* _What needs to be done_
The output is the lines below from the one with "This module defines" through the one with "fn from(err: BackendError)", both included, printed exactly and with no other line.

Stored items from a collection:

◇ ◇ ◇ ◇

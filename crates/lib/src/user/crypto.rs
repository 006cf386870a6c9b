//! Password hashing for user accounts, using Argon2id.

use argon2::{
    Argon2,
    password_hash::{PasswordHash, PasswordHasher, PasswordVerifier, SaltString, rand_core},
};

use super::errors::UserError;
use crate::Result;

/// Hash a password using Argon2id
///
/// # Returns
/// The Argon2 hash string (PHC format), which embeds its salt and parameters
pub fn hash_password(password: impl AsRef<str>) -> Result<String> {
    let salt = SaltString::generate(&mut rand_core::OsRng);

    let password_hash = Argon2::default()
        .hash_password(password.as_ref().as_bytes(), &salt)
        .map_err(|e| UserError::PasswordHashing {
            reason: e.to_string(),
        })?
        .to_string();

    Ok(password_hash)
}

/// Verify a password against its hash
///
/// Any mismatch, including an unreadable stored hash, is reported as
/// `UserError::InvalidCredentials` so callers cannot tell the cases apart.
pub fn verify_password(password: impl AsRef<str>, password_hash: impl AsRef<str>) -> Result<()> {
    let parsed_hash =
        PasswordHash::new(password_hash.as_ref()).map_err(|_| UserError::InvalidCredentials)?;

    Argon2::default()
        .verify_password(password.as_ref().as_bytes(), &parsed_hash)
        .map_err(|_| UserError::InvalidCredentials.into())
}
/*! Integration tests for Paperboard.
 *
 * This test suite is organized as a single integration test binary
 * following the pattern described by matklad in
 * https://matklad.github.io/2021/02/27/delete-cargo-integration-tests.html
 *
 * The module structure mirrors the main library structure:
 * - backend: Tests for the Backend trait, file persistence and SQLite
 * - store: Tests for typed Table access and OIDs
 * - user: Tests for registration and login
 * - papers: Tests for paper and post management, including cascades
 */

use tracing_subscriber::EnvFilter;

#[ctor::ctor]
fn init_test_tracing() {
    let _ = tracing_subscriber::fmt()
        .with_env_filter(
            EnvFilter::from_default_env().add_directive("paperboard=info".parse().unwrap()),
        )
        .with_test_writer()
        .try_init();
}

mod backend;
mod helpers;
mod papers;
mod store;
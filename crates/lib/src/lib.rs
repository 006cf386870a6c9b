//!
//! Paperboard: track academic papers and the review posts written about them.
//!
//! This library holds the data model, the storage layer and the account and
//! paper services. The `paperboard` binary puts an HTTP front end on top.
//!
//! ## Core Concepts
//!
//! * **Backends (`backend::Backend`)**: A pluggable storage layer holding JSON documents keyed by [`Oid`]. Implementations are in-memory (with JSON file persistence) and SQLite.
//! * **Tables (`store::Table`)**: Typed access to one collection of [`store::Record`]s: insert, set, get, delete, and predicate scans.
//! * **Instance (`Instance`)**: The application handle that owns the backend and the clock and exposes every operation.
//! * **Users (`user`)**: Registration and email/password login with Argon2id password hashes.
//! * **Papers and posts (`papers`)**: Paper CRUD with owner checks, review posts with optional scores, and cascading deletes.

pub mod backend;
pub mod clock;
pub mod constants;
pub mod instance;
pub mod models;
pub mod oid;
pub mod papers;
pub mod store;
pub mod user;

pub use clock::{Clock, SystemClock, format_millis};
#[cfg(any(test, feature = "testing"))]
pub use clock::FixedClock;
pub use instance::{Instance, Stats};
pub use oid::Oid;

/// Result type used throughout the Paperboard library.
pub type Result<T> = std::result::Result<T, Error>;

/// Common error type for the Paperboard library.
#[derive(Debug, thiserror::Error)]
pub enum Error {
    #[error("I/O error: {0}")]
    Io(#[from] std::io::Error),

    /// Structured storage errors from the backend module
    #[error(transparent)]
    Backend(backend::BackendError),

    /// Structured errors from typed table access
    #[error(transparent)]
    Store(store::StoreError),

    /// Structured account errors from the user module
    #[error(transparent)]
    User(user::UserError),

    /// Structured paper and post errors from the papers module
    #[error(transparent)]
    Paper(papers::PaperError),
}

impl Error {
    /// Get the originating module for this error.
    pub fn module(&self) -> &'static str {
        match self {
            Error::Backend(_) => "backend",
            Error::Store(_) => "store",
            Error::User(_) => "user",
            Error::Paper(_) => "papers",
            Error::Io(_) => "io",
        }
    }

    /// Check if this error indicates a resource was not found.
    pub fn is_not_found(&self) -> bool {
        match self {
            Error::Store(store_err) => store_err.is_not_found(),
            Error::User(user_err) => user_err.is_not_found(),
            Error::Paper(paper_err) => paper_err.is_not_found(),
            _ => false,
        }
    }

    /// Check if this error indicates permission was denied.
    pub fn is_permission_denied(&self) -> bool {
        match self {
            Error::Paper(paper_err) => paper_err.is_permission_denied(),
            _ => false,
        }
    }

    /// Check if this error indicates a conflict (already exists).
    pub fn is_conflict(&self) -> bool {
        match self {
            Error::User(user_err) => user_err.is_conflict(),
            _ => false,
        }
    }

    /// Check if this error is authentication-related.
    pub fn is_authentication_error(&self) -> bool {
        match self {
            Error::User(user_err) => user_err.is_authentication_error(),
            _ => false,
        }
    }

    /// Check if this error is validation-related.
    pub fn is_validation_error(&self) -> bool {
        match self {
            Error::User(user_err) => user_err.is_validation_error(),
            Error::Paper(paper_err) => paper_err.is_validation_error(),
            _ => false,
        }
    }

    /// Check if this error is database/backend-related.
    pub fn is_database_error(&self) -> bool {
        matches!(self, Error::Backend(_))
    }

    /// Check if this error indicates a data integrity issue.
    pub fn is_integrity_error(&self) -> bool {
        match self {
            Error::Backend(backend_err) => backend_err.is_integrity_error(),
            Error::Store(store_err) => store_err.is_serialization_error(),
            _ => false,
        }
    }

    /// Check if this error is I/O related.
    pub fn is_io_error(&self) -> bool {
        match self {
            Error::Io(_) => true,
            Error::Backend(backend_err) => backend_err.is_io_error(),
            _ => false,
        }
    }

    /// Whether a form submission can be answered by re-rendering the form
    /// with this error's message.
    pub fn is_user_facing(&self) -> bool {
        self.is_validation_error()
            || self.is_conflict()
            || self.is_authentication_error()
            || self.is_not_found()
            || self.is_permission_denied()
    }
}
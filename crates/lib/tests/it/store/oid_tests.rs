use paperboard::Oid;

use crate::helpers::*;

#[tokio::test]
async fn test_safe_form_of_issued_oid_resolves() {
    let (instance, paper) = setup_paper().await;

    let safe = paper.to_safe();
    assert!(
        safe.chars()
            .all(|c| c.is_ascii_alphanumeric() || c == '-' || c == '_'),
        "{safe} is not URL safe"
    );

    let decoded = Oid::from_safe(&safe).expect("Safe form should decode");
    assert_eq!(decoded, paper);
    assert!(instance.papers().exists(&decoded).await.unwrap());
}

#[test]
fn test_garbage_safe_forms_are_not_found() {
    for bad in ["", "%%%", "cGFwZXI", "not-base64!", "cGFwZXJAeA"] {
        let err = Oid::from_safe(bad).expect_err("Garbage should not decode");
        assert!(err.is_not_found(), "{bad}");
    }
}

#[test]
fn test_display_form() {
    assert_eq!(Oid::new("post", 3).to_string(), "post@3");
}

◇ ◇ ◇ ◇

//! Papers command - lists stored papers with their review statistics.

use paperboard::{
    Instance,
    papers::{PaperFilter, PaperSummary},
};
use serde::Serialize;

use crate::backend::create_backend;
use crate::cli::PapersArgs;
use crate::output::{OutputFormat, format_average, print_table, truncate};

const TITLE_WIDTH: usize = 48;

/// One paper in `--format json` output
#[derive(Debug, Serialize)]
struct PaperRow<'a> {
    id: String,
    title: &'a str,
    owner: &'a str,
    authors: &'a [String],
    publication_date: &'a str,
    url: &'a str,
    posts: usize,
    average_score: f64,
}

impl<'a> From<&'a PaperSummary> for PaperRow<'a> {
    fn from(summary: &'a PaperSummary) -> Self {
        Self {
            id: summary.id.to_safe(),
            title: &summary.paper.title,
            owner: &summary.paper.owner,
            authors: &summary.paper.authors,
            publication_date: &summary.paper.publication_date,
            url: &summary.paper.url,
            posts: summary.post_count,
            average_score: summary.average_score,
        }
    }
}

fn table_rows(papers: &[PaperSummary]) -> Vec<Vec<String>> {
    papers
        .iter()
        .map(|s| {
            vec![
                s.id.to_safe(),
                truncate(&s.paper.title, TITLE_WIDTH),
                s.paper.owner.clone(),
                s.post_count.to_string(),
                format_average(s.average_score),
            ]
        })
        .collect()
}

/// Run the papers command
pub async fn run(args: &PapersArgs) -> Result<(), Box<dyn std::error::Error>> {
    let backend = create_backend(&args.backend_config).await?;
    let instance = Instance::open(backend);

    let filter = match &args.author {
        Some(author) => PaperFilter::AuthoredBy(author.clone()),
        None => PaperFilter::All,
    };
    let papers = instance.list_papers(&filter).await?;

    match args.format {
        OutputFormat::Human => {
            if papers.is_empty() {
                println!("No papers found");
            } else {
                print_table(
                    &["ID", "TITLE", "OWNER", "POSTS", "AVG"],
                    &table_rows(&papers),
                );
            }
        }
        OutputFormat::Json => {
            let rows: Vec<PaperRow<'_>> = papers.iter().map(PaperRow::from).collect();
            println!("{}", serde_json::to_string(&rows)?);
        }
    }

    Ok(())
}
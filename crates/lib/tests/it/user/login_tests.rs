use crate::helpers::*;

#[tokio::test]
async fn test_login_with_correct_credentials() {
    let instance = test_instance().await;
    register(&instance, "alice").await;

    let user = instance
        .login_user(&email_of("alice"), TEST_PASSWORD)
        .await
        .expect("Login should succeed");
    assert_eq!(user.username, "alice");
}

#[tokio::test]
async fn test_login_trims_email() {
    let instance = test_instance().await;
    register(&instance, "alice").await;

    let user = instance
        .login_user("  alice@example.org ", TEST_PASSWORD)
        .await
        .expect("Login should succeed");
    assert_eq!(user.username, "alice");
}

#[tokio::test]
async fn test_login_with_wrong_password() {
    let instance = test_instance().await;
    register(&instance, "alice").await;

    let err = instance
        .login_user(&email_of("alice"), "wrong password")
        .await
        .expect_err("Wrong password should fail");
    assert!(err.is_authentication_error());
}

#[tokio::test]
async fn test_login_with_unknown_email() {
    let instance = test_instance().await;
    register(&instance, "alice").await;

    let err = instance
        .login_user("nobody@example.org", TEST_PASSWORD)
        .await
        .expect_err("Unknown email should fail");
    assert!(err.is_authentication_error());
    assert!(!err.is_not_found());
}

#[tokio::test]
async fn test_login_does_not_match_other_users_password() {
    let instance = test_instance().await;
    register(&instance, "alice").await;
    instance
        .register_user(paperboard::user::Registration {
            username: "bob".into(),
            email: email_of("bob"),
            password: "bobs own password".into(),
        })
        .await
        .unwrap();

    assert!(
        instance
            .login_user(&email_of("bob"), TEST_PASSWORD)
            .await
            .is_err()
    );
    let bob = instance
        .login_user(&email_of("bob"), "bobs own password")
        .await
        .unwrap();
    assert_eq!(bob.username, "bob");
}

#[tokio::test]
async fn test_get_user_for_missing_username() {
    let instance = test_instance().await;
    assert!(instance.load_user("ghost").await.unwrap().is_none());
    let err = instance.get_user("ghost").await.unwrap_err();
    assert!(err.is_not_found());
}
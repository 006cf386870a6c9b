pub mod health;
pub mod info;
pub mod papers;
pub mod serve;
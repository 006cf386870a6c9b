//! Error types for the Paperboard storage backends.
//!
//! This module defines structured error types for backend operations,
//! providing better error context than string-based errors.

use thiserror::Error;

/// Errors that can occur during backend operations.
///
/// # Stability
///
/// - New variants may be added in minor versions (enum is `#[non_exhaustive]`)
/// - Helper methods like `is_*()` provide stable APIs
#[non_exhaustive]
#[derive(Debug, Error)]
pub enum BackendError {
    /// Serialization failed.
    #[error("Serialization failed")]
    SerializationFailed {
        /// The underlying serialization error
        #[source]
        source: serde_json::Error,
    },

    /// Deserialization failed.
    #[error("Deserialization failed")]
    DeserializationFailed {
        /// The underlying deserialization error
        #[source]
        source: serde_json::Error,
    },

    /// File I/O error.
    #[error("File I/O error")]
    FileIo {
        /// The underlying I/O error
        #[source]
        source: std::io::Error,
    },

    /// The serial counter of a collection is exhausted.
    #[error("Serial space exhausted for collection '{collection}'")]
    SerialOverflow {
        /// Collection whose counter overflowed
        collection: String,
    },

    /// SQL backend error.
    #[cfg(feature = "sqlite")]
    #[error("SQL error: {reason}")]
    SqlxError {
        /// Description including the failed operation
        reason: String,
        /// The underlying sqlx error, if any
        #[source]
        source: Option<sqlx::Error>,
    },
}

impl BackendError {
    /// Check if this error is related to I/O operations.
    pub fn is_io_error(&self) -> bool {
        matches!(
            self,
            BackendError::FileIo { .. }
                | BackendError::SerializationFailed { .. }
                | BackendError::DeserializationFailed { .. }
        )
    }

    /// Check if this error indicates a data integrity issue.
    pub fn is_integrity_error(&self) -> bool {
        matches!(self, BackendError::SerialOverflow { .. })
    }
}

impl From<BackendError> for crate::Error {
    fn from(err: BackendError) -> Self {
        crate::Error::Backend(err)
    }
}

◇ ◇ ◇ ◇

* _Worked solution_
//! This module defines structured error types for backend operations,
//! providing better error context than string-based errors.

use thiserror::Error;

/// Errors that can occur during backend operations.
///
/// # Stability
///
/// - New variants may be added in minor versions (enum is `#[non_exhaustive]`)
/// - Helper methods like `is_*()` provide stable APIs
#[non_exhaustive]
#[derive(Debug, Error)]
pub enum BackendError {
    /// Serialization failed.
    #[error("Serialization failed")]
    SerializationFailed {
        /// The underlying serialization error
        #[source]
        source: serde_json::Error,
    },

    /// Deserialization failed.
    #[error("Deserialization failed")]
    DeserializationFailed {
        /// The underlying deserialization error
        #[source]
        source: serde_json::Error,
    },

    /// File I/O error.
    #[error("File I/O error")]
    FileIo {
        /// The underlying I/O error
        #[source]
        source: std::io::Error,
    },

    /// The serial counter of a collection is exhausted.
    #[error("Serial space exhausted for collection '{collection}'")]
    SerialOverflow {
        /// Collection whose counter overflowed
        collection: String,
    },

    /// SQL backend error.
    #[cfg(feature = "sqlite")]
    #[error("SQL error: {reason}")]
    SqlxError {
        /// Description including the failed operation
        reason: String,
        /// The underlying sqlx error, if any
        #[source]
        source: Option<sqlx::Error>,
    },
}

impl BackendError {
    /// Check if this error is related to I/O operations.
    pub fn is_io_error(&self) -> bool {
        matches!(
            self,
            BackendError::FileIo { .. }
                | BackendError::SerializationFailed { .. }
                | BackendError::DeserializationFailed { .. }
        )
    }

    /// Check if this error indicates a data integrity issue.
    pub fn is_integrity_error(&self) -> bool {
        matches!(self, BackendError::SerialOverflow { .. })
    }
}

impl From<BackendError> for crate::Error {
    fn from(err: BackendError) -> Self {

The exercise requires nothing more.